[Dataset entries]
- - - - - - -

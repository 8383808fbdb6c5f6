//! Shared "fit pipeline" logic.
//!
//! Keeping this in one place avoids duplicating the core workflow:
//! catalog load -> mainshock/aftershocks -> daily buckets -> Omori fit
//!
//! Front-ends then only decide how to present the result.

use crate::domain::{AnalysisConfig, FitOutcome};
use crate::error::AppError;
use crate::io::ingest::{Catalog, load_catalog};
use crate::prepare::{PreparedSeries, prepare_series};

/// All computed outputs of a single `omori fit` run.
#[derive(Debug, Clone)]
pub struct RunOutput {
    pub catalog: Catalog,
    pub prepared: PreparedSeries,
    pub outcome: FitOutcome,
}

/// Execute the full pipeline against the configured catalog file.
pub fn run_analysis(config: &AnalysisConfig) -> Result<RunOutput, AppError> {
    // Reject impossible solver settings before touching the file system.
    config.fit.validate()?;

    let catalog = load_catalog(&config.catalog_path, config.delimiter)?;
    log::info!(
        "loaded {} event(s) from {}",
        catalog.len(),
        config.catalog_path.display()
    );

    run_validated(catalog, config)
}

/// Execute the pipeline on an already loaded catalog.
pub fn run_with_catalog(catalog: Catalog, config: &AnalysisConfig) -> Result<RunOutput, AppError> {
    config.fit.validate()?;
    run_validated(catalog, config)
}

fn run_validated(catalog: Catalog, config: &AnalysisConfig) -> Result<RunOutput, AppError> {
    let prepared = prepare_series(&catalog.events, config.min_magnitude)?;
    let outcome = crate::fit::fit(&prepared.series, &config.fit);

    Ok(RunOutput {
        catalog,
        prepared,
        outcome,
    })
}

#[cfg(test)]
mod tests {
    use std::path::PathBuf;

    use chrono::{Duration, TimeZone, Utc};

    use super::*;
    use crate::domain::{DEFAULT_MIN_MAGNITUDE, FitOptions, SeismicEvent};
    use crate::io::ingest::{ColumnMap, read_catalog};

    fn config(path: &str) -> AnalysisConfig {
        AnalysisConfig {
            catalog_path: PathBuf::from(path),
            delimiter: b',',
            min_magnitude: DEFAULT_MIN_MAGNITUDE,
            fit: FitOptions::default(),
            plot: false,
            plot_width: 80,
            plot_height: 20,
            log_y: true,
            svg_path: None,
            show_table: false,
        }
    }

    fn event(t0: chrono::DateTime<Utc>, offset: Duration, magnitude: f64) -> SeismicEvent {
        SeismicEvent {
            timestamp: t0 + offset,
            latitude: Some(42.7),
            longitude: Some(13.2),
            depth_km: Some(8.0),
            magnitude,
        }
    }

    /// Catalog whose daily counts follow `round(100 / n)` for `n = 1..=30`.
    fn hyperbolic_catalog() -> Catalog {
        let t0 = Utc.with_ymd_and_hms(2016, 8, 24, 1, 36, 32).unwrap();
        let mut events = vec![event(t0, Duration::zero(), 6.0)];
        for day in 1..=30i64 {
            let count = (100.0 / day as f64).round() as i64;
            for i in 0..count {
                let offset = Duration::days(day - 1) + Duration::minutes(10 + i * 5);
                events.push(event(t0, offset, 2.5));
            }
        }
        Catalog {
            events,
            columns: ColumnMap {
                time: 0,
                latitude: Some(1),
                longitude: Some(2),
                depth_km: Some(3),
                magnitude: 4,
                positional: false,
            },
        }
    }

    #[test]
    fn hyperbolic_decay_recovers_classic_omori() {
        let run = run_with_catalog(hyperbolic_catalog(), &config("memory")).unwrap();
        assert_eq!(run.prepared.series.len(), 30);
        assert_eq!(run.prepared.series.points[0].count, 100);

        assert!(run.outcome.is_converged());
        let p = run.outcome.params();
        assert!((p.p - 1.0).abs() < 0.1, "p = {}", p.p);
        assert!(p.c < 0.5, "c = {}", p.c);
        assert!((p.k - 100.0).abs() < 10.0, "K = {}", p.k);
        assert!(run.outcome.r_squared() > 0.99);
    }

    #[test]
    fn summary_reports_mainshock_and_fit_status() {
        let cfg = config("memory");
        let run = run_with_catalog(hyperbolic_catalog(), &cfg).unwrap();
        let txt = crate::report::format_run_summary(&run, &cfg);
        assert!(txt.contains("- magnitude: M6.0"));
        assert!(txt.contains("over 30 non-empty day(s)"));
        assert!(txt.contains("- status: converged"));
        assert!(txt.contains("Interpretation:"));
    }

    #[test]
    fn in_memory_catalog_still_validates_options() {
        let mut cfg = config("memory");
        cfg.fit.max_evaluations = 0;
        let err = run_with_catalog(hyperbolic_catalog(), &cfg).unwrap_err();
        assert_eq!(err.exit_code(), 2);
    }

    #[test]
    fn only_small_aftershocks_is_a_data_error() {
        let csv = "\
Time,Latitude,Longitude,Depth/Km,Magnitude
2016-08-24T01:36:32Z,42.70,13.23,8.1,6.0
2016-08-24T02:00:00Z,42.71,13.22,9.0,1.2
2016-08-24T03:00:00Z,42.72,13.21,9.5,1.9
";
        let catalog = read_catalog(csv.as_bytes(), b',').unwrap();
        let err = run_with_catalog(catalog, &config("memory")).unwrap_err();
        assert_eq!(err.exit_code(), 3);
        assert!(err.message().contains("No aftershocks"));
    }

    #[test]
    fn missing_catalog_names_the_path() {
        let err = run_analysis(&config("definitely/not/here.csv")).unwrap_err();
        assert_eq!(err.exit_code(), 2);
        assert!(err.message().contains("definitely/not/here.csv"));
    }

    #[test]
    fn invalid_bounds_fail_before_loading() {
        let mut cfg = config("definitely/not/here.csv");
        cfg.fit.bounds.p = (2.0, 1.0);
        let err = run_analysis(&cfg).unwrap_err();
        assert_eq!(err.exit_code(), 2);
        assert!(err.message().contains("bounds"));
    }
}
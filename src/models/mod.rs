//! Decay model implementation.
//!
//! The model is a small set of pure functions so the solver and the plotting
//! code can share them.

pub mod model;

pub use model::*;
//! Modified Omori law evaluation.
//!
//! The solver relies on two primitive operations:
//! - predict `rate(t) = K / (t + c)^p` for a parameter vector
//! - fill the Jacobian row `∂rate/∂(K, c, p)` at a single `t`
//!
//! Parameters are passed as `[K, c, p]` slices so the solver stays generic.

use crate::domain::OmoriParams;

/// Number of free parameters (`K`, `c`, `p`).
pub const PARAM_COUNT: usize = 3;

/// Evaluate the Omori rate at `t` (days).
pub fn omori_rate(t: f64, params: &OmoriParams) -> f64 {
    params.k / (t + params.c).powf(params.p)
}

/// Slice form of [`omori_rate`] used by the solver.
///
/// # Panics
/// Panics if `x` has fewer than [`PARAM_COUNT`] entries.
pub fn predict(t: f64, x: &[f64]) -> f64 {
    x[0] / (t + x[1]).powf(x[2])
}

/// Fill the Jacobian row of the model with respect to `[K, c, p]`.
///
/// - `∂/∂K = (t + c)^-p`
/// - `∂/∂c = -p K (t + c)^(-p-1)`
/// - `∂/∂p = -K (t + c)^-p ln(t + c)`
///
/// # Panics
/// Panics if `x` or `out` has fewer than [`PARAM_COUNT`] entries.
pub fn fill_jacobian_row(t: f64, x: &[f64], out: &mut [f64]) {
    let (k, c, p) = (x[0], x[1], x[2]);
    let base = t + c;
    let decay = base.powf(-p);

    out[0] = decay;
    out[1] = -p * k * decay / base;
    out[2] = -k * decay * base.ln();
}

/// Sample the fitted curve at `n` evenly spaced points over `[t_min, t_max]`.
pub fn sample_curve(params: &OmoriParams, t_min: f64, t_max: f64, n: usize) -> Vec<(f64, f64)> {
    let n = n.max(2);
    (0..n)
        .map(|i| {
            let u = i as f64 / (n as f64 - 1.0);
            let t = t_min + u * (t_max - t_min);
            (t, omori_rate(t, params))
        })
        .collect()
}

- - - - - - -

WHAT IS NEEDED: Pull every line with "false" from the records.

WORKED SOLUTION:
            plot: false,
            show_table: false,
                positional: false,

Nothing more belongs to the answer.